I am thinking of painting...all my life i thought i couldn't paint, couldn't sing, couldn't paint. I always envied secretly those who were artists! They had something special i thought to myself. I wish i could, but i can't. And that was that! A bit of a diversion from my African blog... but back in 1975, Bracebridge, Ontario, my mom was diagnosed with pancreatic cancer. I stopped my life as i knew it and moved into her home, learning about homeopathic everything and helping her in whatever ways i could to make the last ten months of her life manageable. To help with my stress, i took a little watercolour painting course in a basement of a church, nothing lost, nothing gained i thought, something to alleviate the day to day worry - and in Bracebridge, a small town, who cared? Little did i know but this was to be the beginning of a love affair which keeps me fascinated to this day! Every night we watched old movies from the 40s, my mom and i, with a table set up in front of me, watercolours, a pot of water, some paper..and i practice, enchanted with the way the blues moved into the yellows making green, brushing with red, brown, purple, it was again, astonishing....i now know, EVERYONE CAN DO IT! That summer, after she passed away, i opened my art retreat, basically for me to learn how to paint!
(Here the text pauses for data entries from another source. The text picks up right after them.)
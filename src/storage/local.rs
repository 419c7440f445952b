//! 本地目录存储：根目录下的一级子目录视为容器
//!
//! 本地文件系统没有 ETag，指纹使用 blake3 内容哈希，
//! 因此复制后源和目标的指纹一致。

use super::{
    ByteStream, ContainerDescriptor, EnsureOutcome, Fingerprint, ListedObject, ObjectDescriptor,
    ObjectStore,
};
use anyhow::{anyhow, bail, Context, Result};
use async_trait::async_trait;
use futures::stream::{self, BoxStream};
use futures::{StreamExt, TryStreamExt};
use std::io::ErrorKind;
use std::path::{Component, Path, PathBuf};
use tokio::fs;
use tokio::io::AsyncWriteExt;
use tokio_stream::wrappers::ReadDirStream;
use tokio_util::io::ReaderStream;
use walkdir::WalkDir;

/// 写入过程中的临时文件后缀，列出对象时跳过
const TEMP_SUFFIX: &str = ".blobsync-tmp";

pub struct LocalStorage {
    base_path: PathBuf,
    name: String,
}

/// 计算文件的 blake3 哈希
async fn hash_file(path: PathBuf) -> Result<Fingerprint> {
    let hash = tokio::task::spawn_blocking(move || -> std::io::Result<blake3::Hash> {
        let mut hasher = blake3::Hasher::new();
        let file = std::fs::File::open(&path)?;
        hasher.update_reader(file)?;
        Ok(hasher.finalize())
    })
    .await??;
    Ok(Fingerprint::new(hash.to_hex().to_string()))
}

impl LocalStorage {
    /// 不创建根目录：根目录不存在时列出容器失败，创建容器时才建立它
    pub fn new(path: &str) -> Result<Self> {
        let base_path = PathBuf::from(path);
        if base_path.exists() && !base_path.is_dir() {
            bail!("{} 不是目录", path);
        }
        let name = format!("local:{}", path);
        Ok(Self { base_path, name })
    }

    fn container_path(&self, container: &str) -> Result<PathBuf> {
        check_relative(container)?;
        Ok(self.base_path.join(container))
    }

    fn object_path(&self, container: &str, object: &str) -> Result<PathBuf> {
        check_relative(object)?;
        Ok(self.container_path(container)?.join(object))
    }
}

/// 拒绝绝对路径和 `..`，防止越出根目录
fn check_relative(name: &str) -> Result<()> {
    let path = Path::new(name);
    if name.is_empty()
        || path
            .components()
            .any(|c| !matches!(c, Component::Normal(_)))
    {
        bail!("非法名称: {:?}", name);
    }
    Ok(())
}

/// 目录项是子目录时作为容器
async fn container_from_entry(entry: fs::DirEntry) -> Result<Option<ContainerDescriptor>> {
    if !entry.file_type().await?.is_dir() {
        return Ok(None);
    }
    let name = entry
        .file_name()
        .into_string()
        .map_err(|n| anyhow!("目录名不是 UTF-8: {:?}", n))?;
    Ok(Some(ContainerDescriptor { name }))
}

/// 遍历到的一项：可读文件，或无法读取的路径
enum WalkItem {
    File { name: String, path: PathBuf, size: u64 },
    Unreadable { name: String, reason: String },
}

/// 遍历容器目录，跳过临时文件；遍历错误作为 `Unreadable` 保留
fn walk_container(base: &Path) -> Vec<WalkItem> {
    let relative_name = |path: &Path| {
        path.strip_prefix(base)
            .ok()
            .and_then(normalize_path)
            .unwrap_or_else(|| path.display().to_string())
    };

    let mut items = Vec::new();
    for entry in WalkDir::new(base).follow_links(false) {
        let entry = match entry {
            Ok(e) => e,
            Err(e) => {
                let name = e
                    .path()
                    .map(relative_name)
                    .unwrap_or_else(|| base.display().to_string());
                items.push(WalkItem::Unreadable {
                    name,
                    reason: e.to_string(),
                });
                continue;
            }
        };
        if !entry.file_type().is_file() {
            continue;
        }

        let name = relative_name(entry.path());
        if name.ends_with(TEMP_SUFFIX) {
            continue;
        }
        match entry.metadata() {
            Ok(meta) => items.push(WalkItem::File {
                name,
                path: entry.into_path(),
                size: meta.len(),
            }),
            Err(e) => items.push(WalkItem::Unreadable {
                name,
                reason: e.to_string(),
            }),
        }
    }
    items
}

async fn describe_item(item: WalkItem) -> ListedObject {
    match item {
        WalkItem::File { name, path, size } => match hash_file(path).await {
            Ok(fingerprint) => ListedObject::Found(ObjectDescriptor {
                name,
                fingerprint,
                size: Some(size),
            }),
            Err(e) => ListedObject::unreadable(name, &e),
        },
        WalkItem::Unreadable { name, reason } => ListedObject::Unreadable { name, reason },
    }
}

/// 规范化路径分隔符（统一使用 /）
fn normalize_path(path: &Path) -> Option<String> {
    path.to_str().map(|p| p.replace('\\', "/"))
}

#[async_trait]
impl ObjectStore for LocalStorage {
    fn name(&self) -> &str {
        &self.name
    }

    async fn list_containers(&self) -> Result<BoxStream<'_, Result<ContainerDescriptor>>> {
        let dir = fs::read_dir(&self.base_path)
            .await
            .with_context(|| format!("无法读取根目录 {}", self.base_path.display()))?;
        let entries = ReadDirStream::new(dir);

        let stream = entries
            .map_err(anyhow::Error::from)
            .try_filter_map(container_from_entry);

        Ok(stream.boxed())
    }

    async fn ensure_container(&self, name: &str) -> Result<EnsureOutcome> {
        let path = self.container_path(name)?;
        fs::create_dir_all(&self.base_path).await?;
        match fs::create_dir(&path).await {
            Ok(()) => Ok(EnsureOutcome::Created),
            Err(e) if e.kind() == ErrorKind::AlreadyExists && path.is_dir() => {
                Ok(EnsureOutcome::AlreadyExists)
            }
            Err(e) => Err(e.into()),
        }
    }

    async fn list_objects(
        &self,
        container: &str,
    ) -> Result<BoxStream<'_, Result<ListedObject>>> {
        let base = self.container_path(container)?;
        if !base.is_dir() {
            bail!("容器不存在: {}", container);
        }

        // 使用 spawn_blocking 避免阻塞 async runtime
        let items = tokio::task::spawn_blocking(move || walk_container(&base)).await?;

        // 指纹按需计算，列表保持惰性
        let stream = stream::iter(items).then(|item| async move {
            Ok::<_, anyhow::Error>(describe_item(item).await)
        });

        Ok(stream.boxed())
    }

    async fn get_object_metadata(
        &self,
        container: &str,
        object: &str,
    ) -> Result<Option<ObjectDescriptor>> {
        let path = self.object_path(container, object)?;
        let metadata = match fs::metadata(&path).await {
            Ok(m) => m,
            Err(e) if e.kind() == ErrorKind::NotFound => return Ok(None),
            Err(e) => return Err(e.into()),
        };
        if metadata.is_dir() {
            bail!("{} 是目录，不是对象", path.display());
        }

        Ok(Some(ObjectDescriptor {
            name: object.to_string(),
            fingerprint: hash_file(path).await?,
            size: Some(metadata.len()),
        }))
    }

    async fn open_read(&self, container: &str, object: &str) -> Result<ByteStream> {
        let file = fs::File::open(self.object_path(container, object)?).await?;
        Ok(Box::pin(ReaderStream::new(file).map_err(anyhow::Error::from)))
    }

    async fn write_from_stream(
        &self,
        container: &str,
        object: &str,
        mut stream: ByteStream,
    ) -> Result<u64> {
        let full_path = self.object_path(container, object)?;
        if let Some(parent) = full_path.parent() {
            fs::create_dir_all(parent).await?;
        }

        // 使用临时文件写入，然后原子重命名
        let mut temp_name = full_path.clone().into_os_string();
        temp_name.push(TEMP_SUFFIX);
        let temp_path = PathBuf::from(temp_name);

        let result: Result<u64> = async {
            let mut file = fs::File::create(&temp_path).await?;
            let mut written = 0u64;
            while let Some(chunk) = stream.try_next().await? {
                file.write_all(&chunk).await?;
                written += chunk.len() as u64;
            }
            file.sync_all().await?;
            Ok(written)
        }
        .await;

        match result {
            Ok(written) => {
                fs::rename(&temp_path, &full_path).await?;
                Ok(written)
            }
            Err(e) => {
                let _ = fs::remove_file(&temp_path).await;
                Err(e)
            }
        }
    }
}

#[cfg(test)]
mod tests {
    use super::*;

    use tempfile::TempDir;

    #[test]
    fn test_check_relative() {
        assert!(check_relative("a/b.txt").is_ok());
        assert!(check_relative("../etc/passwd").is_err());
        assert!(check_relative("/abs").is_err());
        assert!(check_relative("").is_err());
    }

    #[test]
    fn test_walk_errors_are_kept_as_unreadable() {
        let dir = TempDir::new().unwrap();
        std::fs::write(dir.path().join("ok.txt"), "ok").unwrap();
        std::fs::write(dir.path().join("ok.txt.blobsync-tmp"), "partial").unwrap();

        // 遍历不存在的目录，walkdir 在第一项报错
        let missing = dir.path().join("gone");
        let items = walk_container(&missing);
        assert_eq!(items.len(), 1);
        assert!(matches!(&items[0], WalkItem::Unreadable { .. }));

        let items = walk_container(dir.path());
        assert_eq!(items.len(), 1);
        assert!(matches!(&items[0], WalkItem::File { name, size: 2, .. } if name == "ok.txt"));
    }

    #[tokio::test]
    async fn test_hash_failure_becomes_unreadable() {
        let dir = TempDir::new().unwrap();
        let item = WalkItem::File {
            name: "vanished.txt".to_string(),
            path: dir.path().join("vanished.txt"),
            size: 3,
        };
        match describe_item(item).await {
            ListedObject::Unreadable { name, .. } => assert_eq!(name, "vanished.txt"),
            other => panic!("expected unreadable, got {:?}", other),
        }
    }

    #[test]
    fn test_missing_root_is_not_created() {
        let dir = TempDir::new().unwrap();
        let root = dir.path().join("typo");
        LocalStorage::new(root.to_str().unwrap()).unwrap();
        assert!(!root.exists());

        let file = dir.path().join("file");
        std::fs::write(&file, "x").unwrap();
        assert!(LocalStorage::new(file.to_str().unwrap()).is_err());
    }
}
I hired the best teachers i could find, and while learning myself, created a community of hundreds of other would-be and accomplished painters over the last 12 years, again..a miracle....

I am telling this story, because without my mother's illness, i would never have allowed myself the opportunity to try art making....and as it is with these kids and swimming, ANYONE CAN DO IT!! I KNOW!!
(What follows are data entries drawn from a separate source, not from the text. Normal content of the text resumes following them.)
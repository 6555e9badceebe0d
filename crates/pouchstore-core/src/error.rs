//! Error types for pouchstore operations
//!
//! All wrapper errors are represented by the PouchError enum. Errors are
//! Clone because one failing bulk operation is fanned out to every write
//! receipt bound to it.

use std::error::Error;
use std::fmt;

/// Pouchstore error types with per-variant context
#[derive(Debug, Clone)]
pub enum PouchError {
    /// The backing driver failed (I/O, schema, transaction)
    Driver {
        /// Human-readable description from the backend
        message: String,
    },

    /// A stored value could not be decoded as JSON
    Decode {
        /// Key whose stored value is malformed
        key: String,
        /// Parser description of the failure
        message: String,
    },

    /// A value cannot be represented at the driver boundary
    Encode {
        /// Key being written
        key: String,
        /// Description of the failure
        message: String,
    },

    /// A subtree path did not resolve inside the stored value
    SubvalueNotFound {
        /// Key whose value was walked
        key: String,
        /// Dot-joined path that failed to resolve
        path: String,
    },
}

impl fmt::Display for PouchError {
    fn fmt(&self, f: &mut fmt::Formatter<'_>) -> fmt::Result {
        match self {
            PouchError::Driver { message } => {
                write!(f, "driver error: {}", message)
            }

            PouchError::Decode { key, message } => {
                write!(f, "failed to decode value for key '{}': {}", key, message)
            }

            PouchError::Encode { key, message } => {
                write!(f, "failed to encode value for key '{}': {}", key, message)
            }

            PouchError::SubvalueNotFound { key, path } => {
                write!(f, "subvalue '{}' not found in key '{}'", path, key)
            }
        }
    }
}

impl Error for PouchError {}

/// Result type alias for pouchstore operations
pub type PouchResult<T> = Result<T, PouchError>;
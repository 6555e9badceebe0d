//! Write buffer — in-memory entry table shared by the read cache and the
//! flush engine.
//!
//! Each resident key maps to an Entry holding the decoded value, a dirty
//! flag, a last-touch timestamp and the completion channels of buffered
//! writes. The map lock is held across insert / lookup / mutate / sweep /
//! flush collection, never across driver I/O.
//!
//! The live-entry count is the map length. There is no separate counter
//! to drift out of sync.

use std::sync::atomic::{AtomicU64, Ordering};
use std::sync::mpsc::{sync_channel, Receiver, SyncSender};
use std::time::Instant;

use hashbrown::HashMap;
use parking_lot::{Mutex, MutexGuard};
use serde_json::Value;

use crate::error::{PouchError, PouchResult};

/// One resident key.
///
/// `value: None` is the deleted marker: a buffered `remove` that has not
/// reached the backend yet, or a cached driver miss.
pub(crate) struct Entry {
    pub(crate) value: Option<Value>,
    pub(crate) dirty: bool,
    pub(crate) touched: Instant,
    pub(crate) waiters: Vec<SyncSender<PouchResult<()>>>,
}

/// A dirty entry drained from the buffer for one flush cycle.
///
/// Holds the decoded value (for restore-on-failure) and the waiters to
/// notify once the bulk completes.
pub(crate) struct PendingWrite {
    pub(crate) key: String,
    pub(crate) value: Option<Value>,
    pub(crate) waiters: Vec<SyncSender<PouchResult<()>>>,
}

/// Completion handle for one buffered write.
///
/// Resolves exactly once: with `Ok(())` when the flush that carried the
/// write committed, or with the bulk's error. In write-through mode the
/// receipt is already resolved when returned. Dropping a receipt is
/// allowed; a flush error for an unclaimed receipt is logged instead of
/// raised.
pub struct WriteReceipt {
    rx: Receiver<PouchResult<()>>,
}

impl WriteReceipt {
    /// Block until the write is acknowledged by the backend.
    pub fn wait(self) -> PouchResult<()> {
        match self.rx.recv() {
            Ok(result) => result,
            // Sender dropped without resolving: the store shut down with
            // the write still buffered.
            Err(_) => Err(PouchError::Driver {
                message: "store closed before write was flushed".to_string(),
            }),
        }
    }

    /// A receipt that is already resolved with the given result.
    pub(crate) fn resolved(result: PouchResult<()>) -> Self {
        let (tx, rx) = sync_channel(1);
        // Capacity 1 and a live receiver: this send cannot fail.
        let _ = tx.send(result);
        Self { rx }
    }
}

/// Outcome of one eviction sweep.
#[derive(Debug, PartialEq, Eq)]
pub(crate) enum Sweep {
    /// Buffer below the watermark (or caching disabled); nothing done.
    UnderLimit,
    /// Evicted this many clean entries.
    Evicted(usize),
    /// Every resident entry is dirty; a flush must run before eviction
    /// can make progress.
    AllDirty,
}

/// Shared entry table plus flush statistics.
pub(crate) struct WriteBuffer {
    entries: Mutex<HashMap<String, Entry>>,
    /// Serializes flush cycles; two flushes never run concurrently.
    flush_gate: Mutex<()>,
    /// Total writes acknowledged by the backend since store creation
    total_flushed: AtomicU64,
    /// Total flush cycles completed (empty cycles included)
    flush_cycles: AtomicU64,
}

impl WriteBuffer {
    pub(crate) fn new() -> Self {
        Self {
            entries: Mutex::new(HashMap::new()),
            flush_gate: Mutex::new(()),
            total_flushed: AtomicU64::new(0),
            flush_cycles: AtomicU64::new(0),
        }
    }

    /// Serve a key from the buffer if the entry qualifies.
    ///
    /// An entry qualifies when clean reads are cacheable (`serve_clean`)
    /// or when it is dirty — a dirty entry must be served regardless of
    /// the cache setting to preserve read-your-writes. A hit refreshes
    /// the entry's timestamp.
    ///
    /// Outer None: not servable from the buffer, ask the driver.
    /// Inner None: resident deleted marker, the key reads as absent.
    pub(crate) fn lookup(&self, key: &str, serve_clean: bool) -> Option<Option<Value>> {
        let mut entries = self.entries.lock();
        let entry = entries.get_mut(key)?;
        if serve_clean || entry.dirty {
            entry.touched = Instant::now();
            Some(entry.value.clone())
        } else {
            None
        }
    }

    /// Insert a clean entry from a driver read.
    ///
    /// A concurrent buffered write wins: if the key went dirty while the
    /// driver read was in flight, the stale clean value is discarded.
    pub(crate) fn insert_clean(&self, key: &str, value: Option<Value>) {
        let mut entries = self.entries.lock();
        match entries.get_mut(key) {
            Some(entry) if entry.dirty => {}
            Some(entry) => {
                entry.value = value;
                entry.touched = Instant::now();
            }
            None => {
                entries.insert(
                    key.to_string(),
                    Entry {
                        value,
                        dirty: false,
                        touched: Instant::now(),
                        waiters: Vec::new(),
                    },
                );
            }
        }
    }

    /// Record a buffered mutation: upsert a dirty entry and register a
    /// completion channel for the next flush.
    pub(crate) fn write(&self, key: &str, value: Option<Value>) -> WriteReceipt {
        let (tx, rx) = sync_channel(1);
        let mut entries = self.entries.lock();
        match entries.get_mut(key) {
            Some(entry) => {
                entry.value = value;
                entry.dirty = true;
                entry.touched = Instant::now();
                entry.waiters.push(tx);
            }
            None => {
                entries.insert(
                    key.to_string(),
                    Entry {
                        value,
                        dirty: true,
                        touched: Instant::now(),
                        waiters: vec![tx],
                    },
                );
            }
        }
        WriteReceipt { rx }
    }

    /// Number of resident entries.
    pub(crate) fn len(&self) -> usize {
        self.entries.lock().len()
    }

    /// Number of entries holding unflushed mutations.
    pub(crate) fn dirty_count(&self) -> usize {
        self.entries.lock().values().filter(|e| e.dirty).count()
    }

    /// Eviction sweep. Invoked after every insertion or mutation.
    ///
    /// Below the watermark (or with caching disabled) this is a no-op.
    /// Over the watermark, the oldest half of the clean entries is
    /// evicted in one batched sweep. Dirty entries are never evicted; if
    /// every entry is dirty the caller must flush and sweep again.
    pub(crate) fn evict_clean(&self, cache: usize) -> Sweep {
        let mut entries = self.entries.lock();
        if cache == 0 || entries.len() < cache {
            return Sweep::UnderLimit;
        }

        let mut clean: Vec<(String, Instant)> = entries
            .iter()
            .filter(|(_, e)| !e.dirty)
            .map(|(k, e)| (k.clone(), e.touched))
            .collect();

        if clean.is_empty() {
            return Sweep::AllDirty;
        }

        // Oldest first; one sweep takes up to half the watermark
        clean.sort_by_key(|(_, touched)| *touched);
        let evict = clean.len().min(cache.div_ceil(2));
        for (key, _) in clean.iter().take(evict) {
            entries.remove(key);
        }
        Sweep::Evicted(evict)
    }

    /// Drain all dirty entries for one flush cycle.
    ///
    /// Clears the dirty flag and takes the waiters BEFORE the bulk is
    /// submitted: a write arriving while the bulk is in flight re-dirties
    /// its entry and is carried by the next cycle, never lost or
    /// duplicated. Enumeration order of the map decides cross-key
    /// ordering, which is not contractual.
    pub(crate) fn drain_dirty(&self) -> Vec<PendingWrite> {
        let mut entries = self.entries.lock();
        let mut batch = Vec::new();
        for (key, entry) in entries.iter_mut() {
            if !entry.dirty {
                continue;
            }
            entry.dirty = false;
            batch.push(PendingWrite {
                key: key.clone(),
                value: entry.value.clone(),
                waiters: std::mem::take(&mut entry.waiters),
            });
        }
        batch
    }

    /// Restore a failed batch as dirty so the next cycle retries it.
    ///
    /// An entry re-dirtied by a newer write keeps that newer value. An
    /// entry evicted or dropped while the bulk was in flight is
    /// reinserted with the batch value.
    pub(crate) fn restore_dirty(&self, batch: &[PendingWrite]) {
        let mut entries = self.entries.lock();
        for pending in batch {
            match entries.get_mut(&pending.key) {
                Some(entry) if entry.dirty => {}
                Some(entry) => {
                    entry.value = pending.value.clone();
                    entry.dirty = true;
                }
                None => {
                    entries.insert(
                        pending.key.clone(),
                        Entry {
                            value: pending.value.clone(),
                            dirty: true,
                            touched: Instant::now(),
                            waiters: Vec::new(),
                        },
                    );
                }
            }
        }
    }

    /// Drop entries that are still clean after a successful flush.
    ///
    /// Used when caching is disabled: flushed entries have no further
    /// reason to stay resident. Entries re-dirtied during the bulk stay.
    pub(crate) fn drop_clean(&self, keys: &[String]) {
        let mut entries = self.entries.lock();
        for key in keys {
            if let Some(entry) = entries.get(key) {
                if !entry.dirty {
                    entries.remove(key);
                }
            }
        }
    }

    /// Hold the flush gate for the duration of one cycle.
    pub(crate) fn lock_flush(&self) -> MutexGuard<'_, ()> {
        self.flush_gate.lock()
    }

    /// Record a completed flush cycle.
    pub(crate) fn record_cycle(&self, flushed: u64) {
        self.total_flushed.fetch_add(flushed, Ordering::Relaxed);
        self.flush_cycles.fetch_add(1, Ordering::Relaxed);
    }

    /// Total writes acknowledged by the backend since store creation.
    pub(crate) fn total_flushed(&self) -> u64 {
        self.total_flushed.load(Ordering::Relaxed)
    }

    /// Total flush cycles completed.
    pub(crate) fn flush_cycles(&self) -> u64 {
        self.flush_cycles.load(Ordering::Relaxed)
    }
}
Flip back into yesterday...we swim, we lie on the mats wrapped in big fluffy royal blue towels, we bask in the sun, we drink Fanta, Coke...we eat, we bring out the art supplies and draw...a couple of us are AMAZING ARTISTS!! Look at my boy Elia..he is incredible. When i get home i am determined to make a calendar of ELIA ART!! He is a natural and they are all great! Jackson makes three solid lines down the page with neon yellow markers and calls it 'the highway through MTO wA MBU', their imaginations stretch and sparkle. They put their shoes on and run through the grass, kicking the soccer balls; Job the head chef of the hotel rolls up his pants and joins them, running, leaping, so much space, all of them laughing....

As the day draws to an end WE pack up and walk slowly, all 6 of us back across the two mile safari past rice fields and rows and rows of jam-packed artist's stalls exhibiting Tinga Tinga inspired paintings - Tinga himself having been shot to death by police 35 years ago by mistake, another story - rows of paintings swirled with palatte knife, paintings of elephant, giraffe, MASAI...zebra...monkey, mountains, flowers, lion....and on into the noise and bustle of Mto Wa Mbu cental, the shops, bars, restaurants, bus depots, shoe-shine stalls with four or five guys sitting side by side, behind old and new shoes displayed and waiting for business, some sewing on peddle machines outside shops filled with fabric, with little piles of garbage burning inside small fires, little charcoal burners cooking chipatis, french fries, eggs along the road....the buses atop with grocery, baskets, bundles, people of all colours, size, wrapped in calicoe, with babies slung on backs, pails, bundles atop heads, heaves of grass, wood, boards stacked and dragged along in big wooden wagons...we move along...past the long open avenue of jungle and trees and the odd baboon family frolicking and on toward the orphange, under massive fig trees thick with pelican birds flying, leaping and shitting and stinking at will, with little babies learning to fly from nest to branch - a never-ending white with black tailed endlessly moving mobile swinging with bird life, high in the trees as we walk underneath, some of which falls down, splat upon the pavement, life and death along the road, as we move one by one along. Jackson and Justin are bouncing the soccer balls, Stefoni his little hand in mine, and independent Elia and Zackaria lag along behind, perhaps unwilling to say goodbye to the memory of such a perfect day...

more and more and more..later! BEDAI!!!